Testicular Torsion Is a Fertility Risk That Requires Treatment ASAP
Only someone who's faced emergency surgery can truly appreciate the sudden, severe pain in the scrotum that accompanies testicular torsion. Like an appendicitis attack, testicular torsion requires immediate medical attention to prevent dire health consequences and relieve terrible physical suffering.
Testicular torsion is quite uncommon, only occurring in about 1 in 4,000 men younger than age 25, the American Urological Association reports. It is most prevalent in adolescent males ages 12 to 18, who account for 65 percent of all cases. If left untreated, testicular torsion can cause damage to or death of a testicle, possibly resulting in infertility.
An unfortunate trait
Each testicle is suspended by a spermatic cord, which supplies blood and nerves and helps moderate testicular temperature. Think of it as your testicles' lifeline. Torsion happens when a testicle rotates several times on the spermatic cord, which becomes twisted and disrupts blood flow to the testicle. It is unclear what exactly causes this rotation, but it often seems to be the result of an unfortunate inherited trait that allows this random testicular movement.

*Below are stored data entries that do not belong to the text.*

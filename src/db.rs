//! Database connection pool and migration management.
//!
//! This module provides utilities for:
//! - Creating and managing a PostgreSQL connection pool
//! - Running database migrations automatically

use sqlx::{
    Pool, Postgres,
    postgres::{PgConnectOptions, PgPoolOptions},
};

/// Type alias for PostgreSQL connection pool.
pub type DbPool = Pool<Postgres>;

/// Create a new PostgreSQL connection pool.
///
/// Each query checks a connection out of the pool and returns it when done,
/// so no connection is ever shared by two in-flight requests.
///
/// # Errors
///
/// Returns an error if the server is unreachable or rejects the credentials.
pub async fn create_pool(
    options: PgConnectOptions,
    max_connections: u32,
) -> Result<DbPool, sqlx::Error> {
    PgPoolOptions::new()
        .max_connections(max_connections)
        .connect_with(options)
        .await
}

/// Run database migrations from the `migrations/` directory.
///
/// Migrations are tracked in the `_sqlx_migrations` table, so each runs only once.
pub async fn run_migrations(pool: &DbPool) -> Result<(), sqlx::migrate::MigrateError> {
    sqlx::migrate!("./migrations").run(pool).await
}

Symptoms are sudden and severe. The sufferer experiences tremendous pain in the affected testicle, which is often accompanied by a sudden high fever, nausea and vomiting. Emergency surgery is required (ideally within six hours) to save the testicle, which may sustain serious damage or die if blood flow is not speedily restored. In the most serious cases, the testicle must be removed, which may compromise the patient's ability to father children.
Other side effects
For someone in the throes of a torsion attack, infertility probably isn't on their mind. That's because swelling of the scrotum and debilitating abdominal pain make securing medical attention and finding relief a priority superseding all other concerns. In other words, it hurts like hell.
In addition to nausea, fever and pain, a frequent urge to urinate compounds the misery. As if that wasn't enough, a testicle that has undergone the trauma of torsion may be resting at an abnormal angle or positioned higher than usual.
Medical intervention is indicated whether torsion symptoms are intermittent or steady. Orchiopexy takes place under a general anesthetic, and surgeons are sometimes able to simply "unwind" the spermatic cord by hand through a small incision, also known as "manual detorsion," as long as damage to the testicle is not too great. Small sutures are added, which hold the testicle in place and prevent a recurrence of rotation.
This procedure can be done on an outpatient basis. An overnight stay is usually not required unless the affected testicle has been removed. Sex and other strenuous activities should be avoided during recovery, which can be managed with aspirin or some other painkiller, and careful daily cleaning of the scrotum using mild soap and warm water until the area has healed.
Surgery for testicular torsion is fairly straightforward but, as with any surgical procedure, complications can arise. Infection is always a threat and should be guarded against with great care. Getting medical aid as quickly as possible is crucial for avoiding a potentially lethal infection such as gangrene, which can set in if a damaged or dead testicle is not treated or removed soon enough.
The chance of saving a testicle after 12 hours is 50 percent; after a full 24 hours, the chance drops to about 10 percent, so do not delay; an atrophied testicle may permanently lose the ability to produce semen. If you're unfortunate enough to lose a testicle, don't lose hope: Your chances of becoming a father may be reduced, but it is still possible for one testicle to produce sufficient quantities of semen.
Don't ignore the signs
There isn't much that can be done to prevent testicular torsion, but you can mitigate the damage by responding immediately to the symptoms. Testicular torsion may be rare, but it's serious enough to put your reproductive health at risk.